To declare a media query you just need to use @media and put the query into brackets. You can use logical operators including ‘not’, ‘and’, and ‘only’ to create more complex queries. To create a stylesheet for mobile devices you could use the following piece of code:

@media  (min-width : 320px) and (max-width : 480px) {
  body {
    width: 100%;
    margin:0 auto; /* will automatically align center */ 

 .about {
    width: 100%;
    margin:0 auto;
    float:left; /* at desktop size this could be floated right */ 

The styling used within this query will only be used if the device screen is between 320px (the smallest resolution used for mobile) and 480px. There is no limit to the number of queries you can use although generally its best to use 3 – mobile, tablet and desktop sizes. Another aspect to consider is to avoid defining widths and heights and instead use percentages, allowing the content to resize regardless of the device size – creating a truly fluid design.

For example the following CSS will allow images to scale according to the device:

img {
  height: auto;
  max-width: 100%;   

The height and width will automatically scale to ensure it fits on the page.
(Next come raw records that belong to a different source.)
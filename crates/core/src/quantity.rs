use std::fmt;

use rust_decimal::Decimal;
use serde::Serialize;

use crate::constants::OUTPUT_DECIMAL_POINTS;

/// A decimal value tagged with the unit its producing formula declares.
///
/// Units are not checked; arithmetic happens on [`Quantity::value`].
#[derive(Debug, Clone, Copy, PartialEq, Serialize)]
pub struct Quantity {
    pub value: Decimal,
    pub unit: &'static str,
}

impl Quantity {
    pub const fn new(value: Decimal, unit: &'static str) -> Self {
        Self { value, unit }
    }
}

impl fmt::Display for Quantity {
    fn fmt(&self, f: &mut fmt::Formatter<'_>) -> fmt::Result {
        let precision = f.precision().unwrap_or(OUTPUT_DECIMAL_POINTS);
        if self.unit.is_empty() {
            write!(f, "{:.*}", precision, self.value)
        } else {
            write!(f, "{:.*} {}", precision, self.value, self.unit)
        }
    }
}

#[cfg(test)]
mod tests {
    use super::*;
    use rust_decimal_macros::dec;

    #[test]
    fn display_uses_three_decimals_and_unit() {
        assert_eq!(Quantity::new(dec!(6578), "km").to_string(), "6578.000 km");
        assert_eq!(Quantity::new(dec!(0.73043), "").to_string(), "0.730");
        assert_eq!(format!("{:.1}", Quantity::new(dec!(7.7843), "km/s")), "7.8 km/s");
    }
}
The height will automatically set, just be sure to set a max-width otherwise the image will continue to grow regardless of the original image width. You can see the effect this has below. By doing it this way you will also save yourself having to declare new image dimensions on each media query.
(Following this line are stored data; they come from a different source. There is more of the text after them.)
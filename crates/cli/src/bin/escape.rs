use std::path::PathBuf;

use clap::Parser;
use orbital_calculator::conics::Hyperbola;
use orbital_cli::{Prompter, catalog, init_logging, knowns_from, report};
use rust_decimal::Decimal;

#[derive(Parser, Debug)]
#[command(author, version, about = "Escape (or capture) hyperbola around a body")]
struct Cli {
    /// Body to escape from
    #[arg(long, default_value = "erde")]
    body: String,

    /// Extra body definitions (YAML list, TOML file or directory)
    #[arg(long)]
    bodies: Option<PathBuf>,

    /// Hyperbolic excess speed in km/s
    #[arg(long)]
    v_inf: Option<Decimal>,

    /// Periapsis altitude above the surface in km
    #[arg(long)]
    hp: Option<Decimal>,

    /// Numerical eccentricity, as an alternative to the periapsis altitude
    #[arg(long)]
    epsilon: Option<Decimal>,

    /// JSON output path ("-" for stdout)
    #[arg(long, default_value = "-")]
    output: PathBuf,
}

fn main() -> anyhow::Result<()> {
    init_logging();
    let cli = Cli::parse();
    let catalog = catalog(cli.bodies.as_deref())?;
    let central = catalog.get(&cli.body)?;

    let mut prompter = Prompter::stdio();
    let v_inf = prompter.or_ask(cli.v_inf, "Hyperbolic excess speed v∞ [km/s]")?;
    let hp = match (cli.hp, cli.epsilon) {
        (None, None) => prompter.optional_decimal("Periapsis altitude hp [km]")?,
        (hp, _) => hp,
    };

    let knowns = knowns_from(&[
        ("v_inf", Some(v_inf)),
        ("hp", hp),
        ("epsilon", cli.epsilon),
    ]);
    let hyperbola = Hyperbola::new(central, knowns)?;
    report(hyperbola.trace(), &hyperbola, &cli.output)
}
As previously mentioned there are many different ways to manipulate the design of the page. Above we have used min and max width as the feature on which we are basing our design, however the following can also be used:

width | min-width | max-width| height | min-height | max-height | device-width | min-device-width | max-device-width | device-height | min-device-height | max-device-height | aspect-ratio | min-aspect-ratio | max-aspect-ratio| device-aspect-ratio | min-device-aspect-ratio | max-device-aspect-ratio | color | min-color | max-color | color-index | min-color-index | max-color-index | monochrome | min-monochrome | max-monochrome| resolution | min-resolution | max-resolution| scan | grid

The image below gives a good overview of device size to consider when designing media queries:

Some final advice

It’s a good idea to create a standard css before you create your queries to ensure that older browsers or those that don’t support media queries will display your site properly. When writing a query bare in mind that each one will overwrite elements previously declared. So if for example some padding is declared within the desktop media query it will also be present on the tablet or mobile versions of the site unless you overwrite it with padding:none; in the media query for mobile or tablet devices.

When using media queries you only need to declare style elements that you want to change between sizes. If the style is to remain the same across any size then that style should be applied outside of the media queries.